AIM OF THE TASK:
Each entry needs to be reproduced exactly, with none left out.

RAW DATA:
────
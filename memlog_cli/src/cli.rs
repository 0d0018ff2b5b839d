//! CLI argument definitions and shared statics.

use clap::{ArgAction, Args, Parser, Subcommand};
use std::path::PathBuf;
use std::sync::OnceLock;

/// Whether the user asked for JSON output (controls structured error output).
pub static JSON_MODE: OnceLock<bool> = OnceLock::new();

#[derive(Parser, Debug)]
#[command(name = "memlog", version, about = "In-memory message logger driver")]
pub struct Cli {
    /// Path to config TOML; built-in defaults when omitted
    #[arg(long, global = true, value_name = "FILE")]
    pub config: Option<PathBuf>,

    /// Print results and errors as JSON instead of text
    #[arg(long, global = true, action = ArgAction::SetTrue)]
    pub json: bool,

    /// Console diagnostics level; overrides diagnostics.level from the config
    #[arg(
        long = "log-level",
        global = true,
        value_name = "LEVEL",
        value_parser = ["error", "warn", "info", "debug", "trace"]
    )]
    pub log_level: Option<String>,

    /// Command to execute
    #[command(subcommand)]
    pub cmd: Commands,
}

#[derive(Subcommand, Debug)]
pub enum Commands {
    /// Run the dump, immediate and teardown scenarios and check their files
    Smoke(SmokeArgs),
    /// Log messages and print the collected entries
    Record(RecordArgs),
}

#[derive(Args, Debug)]
pub struct SmokeArgs {
    /// Directory receiving simple.txt, immediate.txt and destroy.txt
    #[arg(long, value_name = "DIR", default_value = ".")]
    pub out_dir: PathBuf,
}

#[derive(Args, Debug)]
pub struct RecordArgs {
    /// Prefix every message with this tag
    #[arg(long)]
    pub tag: Option<String>,
    /// Log file for immediate and teardown writes (overrides logger.file)
    #[arg(long, value_name = "FILE")]
    pub file: Option<PathBuf>,
    /// Append to the log file instead of truncating it
    #[arg(long, action = ArgAction::SetTrue)]
    pub append: bool,
    /// Write each entry to the log file as it is logged
    #[arg(long, action = ArgAction::SetTrue)]
    pub immediate: bool,
    /// Write all entries to the log file when the logger is torn down
    #[arg(long, action = ArgAction::SetTrue)]
    pub on_drop: bool,
    /// Turn logging off; every message is ignored
    #[arg(long, action = ArgAction::SetTrue)]
    pub disabled: bool,
    /// Messages to log, in order
    #[arg(value_name = "MESSAGE")]
    pub messages: Vec<String>,
}
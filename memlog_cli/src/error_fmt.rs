//! Human-readable error descriptions and structured JSON error formatting.

use std::path::PathBuf;

use thiserror::Error;

/// Driver failures that map to dedicated exit codes.
#[derive(Debug, Error)]
pub enum CliError {
    #[error("cannot load configuration: {0}")]
    ConfigLoad(String),
    #[error("invalid configuration: {0}")]
    ConfigInvalid(String),
    #[error(
        "scenario {scenario} wrote {found:?} at line {line} of {}, expected {expected:?}",
        .path.display()
    )]
    ScenarioMismatch {
        scenario: &'static str,
        path: PathBuf,
        line: usize,
        expected: String,
        found: String,
    },
}

/// Map an eyre::Report to a human-readable explanation with likely causes and fix hints.
pub fn humanize(err: &eyre::Report) -> String {
    if let Some(ce) = err.downcast_ref::<CliError>() {
        return match ce {
            CliError::ConfigLoad(msg) => format!(
                "What happened: The config file could not be loaded ({msg}).\nLikely causes: Wrong --config path or malformed TOML.\nHow to fix: Check the path and the TOML syntax; unknown keys are rejected."
            ),
            CliError::ConfigInvalid(msg) => format!(
                "What happened: Invalid configuration ({msg}).\nLikely causes: Empty file paths or an unknown diagnostics level.\nHow to fix: Edit the config file, then rerun."
            ),
            CliError::ScenarioMismatch { scenario, path, .. } => format!(
                "What happened: {ce}.\nLikely causes: The output directory is not writable or {} was modified concurrently.\nHow to fix: Rerun `smoke` with a writable --out-dir (scenario: {scenario}).",
                path.display()
            ),
        };
    }

    // Generic fallback
    let msg = err.to_string();
    let mut cause = String::new();
    if let Some(src) = err.source() {
        cause = format!(" Cause: {src}");
    }
    format!(
        "Something went wrong.{cause}\nHow to fix: Re-run with --log-level=debug for details. Original: {msg}"
    )
}

/// Stable exit codes; clap usage errors exit with 2 before reaching here.
pub fn exit_code_for_error(err: &eyre::Report) -> i32 {
    match err.downcast_ref::<CliError>() {
        Some(CliError::ConfigLoad(_) | CliError::ConfigInvalid(_)) => 3,
        Some(CliError::ScenarioMismatch { .. }) => 4,
        None => 1,
    }
}

fn reason_name(err: &eyre::Report) -> &'static str {
    match err.downcast_ref::<CliError>() {
        Some(CliError::ConfigLoad(_)) => "ConfigLoad",
        Some(CliError::ConfigInvalid(_)) => "ConfigInvalid",
        Some(CliError::ScenarioMismatch { .. }) => "ScenarioMismatch",
        None => "Error",
    }
}

/// Structured JSON for errors when --json is enabled.
pub fn format_error_json(err: &eyre::Report) -> String {
    use serde_json::json;

    json!({ "reason": reason_name(err), "message": humanize(err) }).to_string()
}

#[cfg(test)]
mod tests {
    use super::*;

    #[test]
    fn config_errors_exit_with_three() {
        let err = eyre::Report::new(CliError::ConfigInvalid("logger.file must not be empty".into()));
        assert_eq!(exit_code_for_error(&err), 3);
        assert!(humanize(&err).contains("logger.file must not be empty"));
    }

    #[test]
    fn json_error_names_reason() {
        let err = eyre::Report::new(CliError::ConfigLoad("read config".into()));
        let v: serde_json::Value = serde_json::from_str(&format_error_json(&err)).unwrap();
        assert_eq!(v["reason"], "ConfigLoad");
        assert!(v["message"].as_str().unwrap().contains("read config"));
    }

    #[test]
    fn unknown_errors_fall_back() {
        let err = eyre::eyre!("boom");
        assert_eq!(exit_code_for_error(&err), 1);
        assert_eq!(reason_name(&err), "Error");
        assert!(humanize(&err).contains("Original: boom"));
    }
}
────
TASK OUTPUT:
filename memlog_cli/src/cli.rs
repository 0d0018ff2b5b839d
//! CLI argument definitions and shared statics.

use clap::{ArgAction, Args, Parser, Subcommand};
use std::path::PathBuf;
use std::sync::OnceLock;

/// Whether the user asked for JSON output (controls structured error output).
pub static JSON_MODE: OnceLock<bool> = OnceLock::new();

#[derive(Parser, Debug)]
#[command(name = "memlog", version, about = "In-memory message logger driver")]
pub struct Cli {
    /// Path to config TOML; built-in defaults when omitted
    #[arg(long, global = true, value_name = "FILE")]
    pub config: Option<PathBuf>,

    /// Print results and errors as JSON instead of text
    #[arg(long, global = true, action = ArgAction::SetTrue)]
    pub json: bool,

    /// Console diagnostics level; overrides diagnostics.level from the config
    #[arg(
        long = "log-level",
        global = true,
        value_name = "LEVEL",
        value_parser = ["error", "warn", "info", "debug", "trace"]
    )]
    pub log_level: Option<String>,

    /// Command to execute
    #[command(subcommand)]
    pub cmd: Commands,
}

#[derive(Subcommand, Debug)]
pub enum Commands {
    /// Run the dump, immediate and teardown scenarios and check their files
    Smoke(SmokeArgs),
    /// Log messages and print the collected entries
    Record(RecordArgs),
}

#[derive(Args, Debug)]
pub struct SmokeArgs {
    /// Directory receiving simple.txt, immediate.txt and destroy.txt
    #[arg(long, value_name = "DIR", default_value = ".")]
    pub out_dir: PathBuf,
}

#[derive(Args, Debug)]
pub struct RecordArgs {
    /// Prefix every message with this tag
    #[arg(long)]
    pub tag: Option<String>,
    /// Log file for immediate and teardown writes (overrides logger.file)
    #[arg(long, value_name = "FILE")]
    pub file: Option<PathBuf>,
    /// Append to the log file instead of truncating it
    #[arg(long, action = ArgAction::SetTrue)]
    pub append: bool,
    /// Write each entry to the log file as it is logged
    #[arg(long, action = ArgAction::SetTrue)]
    pub immediate: bool,
    /// Write all entries to the log file when the logger is torn down
    #[arg(long, action = ArgAction::SetTrue)]
    pub on_drop: bool,
    /// Turn logging off; every message is ignored
    #[arg(long, action = ArgAction::SetTrue)]
    pub disabled: bool,
    /// Messages to log, in order
    #[arg(value_name = "MESSAGE")]
    pub messages: Vec<String>,
}
filename memlog_cli/src/error_fmt.rs
//! Human-readable error descriptions and structured JSON error formatting.

use std::path::PathBuf;

use thiserror::Error;

/// Driver failures that map to dedicated exit codes.
#[derive(Debug, Error)]
pub enum CliError {
    #[error("cannot load configuration: {0}")]
    ConfigLoad(String),
    #[error("invalid configuration: {0}")]
    ConfigInvalid(String),
    #[error(
        "scenario {scenario} wrote {found:?} at line {line} of {}, expected {expected:?}",
        .path.display()
    )]
    ScenarioMismatch {
        scenario: &'static str,
        path: PathBuf,
        line: usize,
        expected: String,
        found: String,
    },
}

/// Map an eyre::Report to a human-readable explanation with likely causes and fix hints.
pub fn humanize(err: &eyre::Report) -> String {
    if let Some(ce) = err.downcast_ref::<CliError>() {
        return match ce {
            CliError::ConfigLoad(msg) => format!(
                "What happened: The config file could not be loaded ({msg}).\nLikely causes: Wrong --config path or malformed TOML.\nHow to fix: Check the path and the TOML syntax; unknown keys are rejected."
            ),
            CliError::ConfigInvalid(msg) => format!(
                "What happened: Invalid configuration ({msg}).\nLikely causes: Empty file paths or an unknown diagnostics level.\nHow to fix: Edit the config file, then rerun."
            ),
            CliError::ScenarioMismatch { scenario, path, .. } => format!(
                "What happened: {ce}.\nLikely causes: The output directory is not writable or {} was modified concurrently.\nHow to fix: Rerun `smoke` with a writable --out-dir (scenario: {scenario}).",
                path.display()
            ),
        };
    }

    // Generic fallback
    let msg = err.to_string();
    let mut cause = String::new();
    if let Some(src) = err.source() {
        cause = format!(" Cause: {src}");
    }
    format!(
        "Something went wrong.{cause}\nHow to fix: Re-run with --log-level=debug for details. Original: {msg}"
    )
}

/// Stable exit codes; clap usage errors exit with 2 before reaching here.
pub fn exit_code_for_error(err: &eyre::Report) -> i32 {
    match err.downcast_ref::<CliError>() {
        Some(CliError::ConfigLoad(_) | CliError::ConfigInvalid(_)) => 3,
        Some(CliError::ScenarioMismatch { .. }) => 4,
        None => 1,
    }
}

fn reason_name(err: &eyre::Report) -> &'static str {
    match err.downcast_ref::<CliError>() {
        Some(CliError::ConfigLoad(_)) => "ConfigLoad",
        Some(CliError::ConfigInvalid(_)) => "ConfigInvalid",
        Some(CliError::ScenarioMismatch { .. }) => "ScenarioMismatch",
        None => "Error",
    }
}

/// Structured JSON for errors when --json is enabled.
pub fn format_error_json(err: &eyre::Report) -> String {
    use serde_json::json;

    json!({ "reason": reason_name(err), "message": humanize(err) }).to_string()
}

#[cfg(test)]
mod tests {
    use super::*;

    #[test]
    fn config_errors_exit_with_three() {
        let err = eyre::Report::new(CliError::ConfigInvalid("logger.file must not be empty".into()));
        assert_eq!(exit_code_for_error(&err), 3);
        assert!(humanize(&err).contains("logger.file must not be empty"));
    }

    #[test]
    fn json_error_names_reason() {
        let err = eyre::Report::new(CliError::ConfigLoad("read config".into()));
        let v: serde_json::Value = serde_json::from_str(&format_error_json(&err)).unwrap();
        assert_eq!(v["reason"], "ConfigLoad");
        assert!(v["message"].as_str().unwrap().contains("read config"));
    }

    #[test]
    fn unknown_errors_fall_back() {
        let err = eyre::eyre!("boom");
        assert_eq!(exit_code_for_error(&err), 1);
        assert_eq!(reason_name(&err), "Error");
        assert!(humanize(&err).contains("Original: boom"));
    }
}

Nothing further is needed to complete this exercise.